He pushed himself up on his elbows and blinked furiously at the closet. Green flash, sight at the edge (a figure dashing out of the closet at him?) and then blackness.

“Jesus.”

There was commotion around the closet—scratching, something tapping on wood.

“Get away! Keep away from me!”

Something jumped onto the bed.

Brennan flinched. He felt the brush of fur against his side. He strained his eyes to see.

“Get away!” He swatted at the thing as it moved against him.

His hand struck something solid, covered in fur. It hissed, falling from the bed.

“Get—!”

“What is all this now?” a voice said. Brennan strained his eyes at the bedroom door.

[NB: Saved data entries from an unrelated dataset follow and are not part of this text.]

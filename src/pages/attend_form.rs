//! Attend Conference Form Page
//!
//! Registers an attendee for a conference picked from the listing.

use leptos::*;

use crate::api;
use crate::api::client::{conference_choices, ConferenceChoice, NewAttendee};
use crate::state::global::GlobalState;

/// Attend-a-conference form page component
#[component]
pub fn AttendConferenceForm() -> impl IntoView {
    let state = use_context::<GlobalState>().expect("GlobalState not found");

    let (name, set_name) = create_signal(String::new());
    let (email, set_email) = create_signal(String::new());
    let (selected, set_selected) = create_signal(String::new());
    let (choices, set_choices) = create_signal(Vec::<ConferenceChoice>::new());
    let (submitting, set_submitting) = create_signal(false);

    // Populate the conference dropdown on mount
    let state_for_effect = state.clone();
    create_effect(move |_| {
        let state = state_for_effect.clone();
        spawn_local(async move {
            match api::fetch_locations().await {
                Ok(locations) => set_choices.set(conference_choices(&locations)),
                Err(e) => state.show_error(&e),
            }
        });
    });

    let on_submit = move |ev: web_sys::SubmitEvent| {
        ev.prevent_default();

        let choice = match selected.get().parse::<usize>() {
            Ok(index) => match choices.get().into_iter().nth(index) {
                Some(choice) => choice,
                None => {
                    state.show_error("Pick a conference first");
                    return;
                }
            },
            Err(_) => {
                state.show_error("Pick a conference first");
                return;
            }
        };

        let payload = NewAttendee {
            name: name.get(),
            email: email.get(),
        };
        if payload.name.is_empty() || payload.email.is_empty() {
            state.show_error("Name and email are required");
            return;
        }

        set_submitting.set(true);

        let state_clone = state.clone();
        spawn_local(async move {
            match api::create_attendee(&choice.location_id, &choice.conference_id, &payload).await {
                Ok(()) => {
                    state_clone.show_success("See you there!");
                    set_name.set(String::new());
                    set_email.set(String::new());
                    set_selected.set(String::new());
                }
                Err(e) => {
                    state_clone.show_error(&e);
                }
            }
            set_submitting.set(false);
        });
    };

    view! {
        <div class="max-w-lg mx-auto">
            <h1 class="text-3xl font-bold mb-6">"Attend a conference"</h1>

            <form on:submit=on_submit class="space-y-4 bg-gray-800 rounded-xl p-6">
                // Conference
                <div>
                    <label class="block text-sm text-gray-400 mb-2">"Conference"</label>
                    <select
                        on:change=move |ev| set_selected.set(event_target_value(&ev))
                        prop:value=move || selected.get()
                        class="w-full bg-gray-700 rounded-lg px-4 py-3
                               border border-gray-600 focus:border-primary-500 focus:outline-none"
                    >
                        <option value="">"Choose a conference"</option>
                        {move || {
                            choices.get()
                                .into_iter()
                                .enumerate()
                                .map(|(index, choice)| view! {
                                    <option value=index.to_string()>{choice.label.clone()}</option>
                                })
                                .collect_view()
                        }}
                    </select>
                </div>

                // Name
                <div>
                    <label class="block text-sm text-gray-400 mb-2">"Your name"</label>
                    <input
                        type="text"
                        placeholder="Full name"
                        prop:value=move || name.get()
                        on:input=move |ev| set_name.set(event_target_value(&ev))
                        class="w-full bg-gray-700 rounded-lg px-4 py-3
                               border border-gray-600 focus:border-primary-500 focus:outline-none"
                    />
                </div>

                // Email
                <div>
                    <label class="block text-sm text-gray-400 mb-2">"Email"</label>
                    <input
                        type="email"
                        placeholder="you@example.com"
                        prop:value=move || email.get()
                        on:input=move |ev| set_email.set(event_target_value(&ev))
                        class="w-full bg-gray-700 rounded-lg px-4 py-3
                               border border-gray-600 focus:border-primary-500 focus:outline-none"
                    />
                </div>

                // Submit
                <button
                    type="submit"
                    disabled=move || submitting.get()
                    class="w-full bg-primary-600 hover:bg-primary-700 disabled:bg-gray-600
                           disabled:cursor-not-allowed rounded-lg py-3 font-semibold transition-colors"
                >
                    {move || if submitting.get() { "Registering..." } else { "Attend" }}
                </button>
            </form>
        </div>
    }
}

Fighting the edges of his vision, he saw a shape.

“What's going on here,” the shape said. “Did he hurt you, Muffin?”

“Who is it?” Brennan shouted.

“Dr. Brennan, are you all right?”

With relief, Brennan recognized the voice: the landlord, Beauvaque. “I . . .” He waved his hands before him. “I can't see.”

“My Lord,” Beauvaque said. Brennan tried to blink sight into his eyes (green flash, total blackness now; the green flash fading to black). He felt the weight of Beauvaque sitting on the bed; felt Muffin, the cat that was with him, move against his side, purring . . .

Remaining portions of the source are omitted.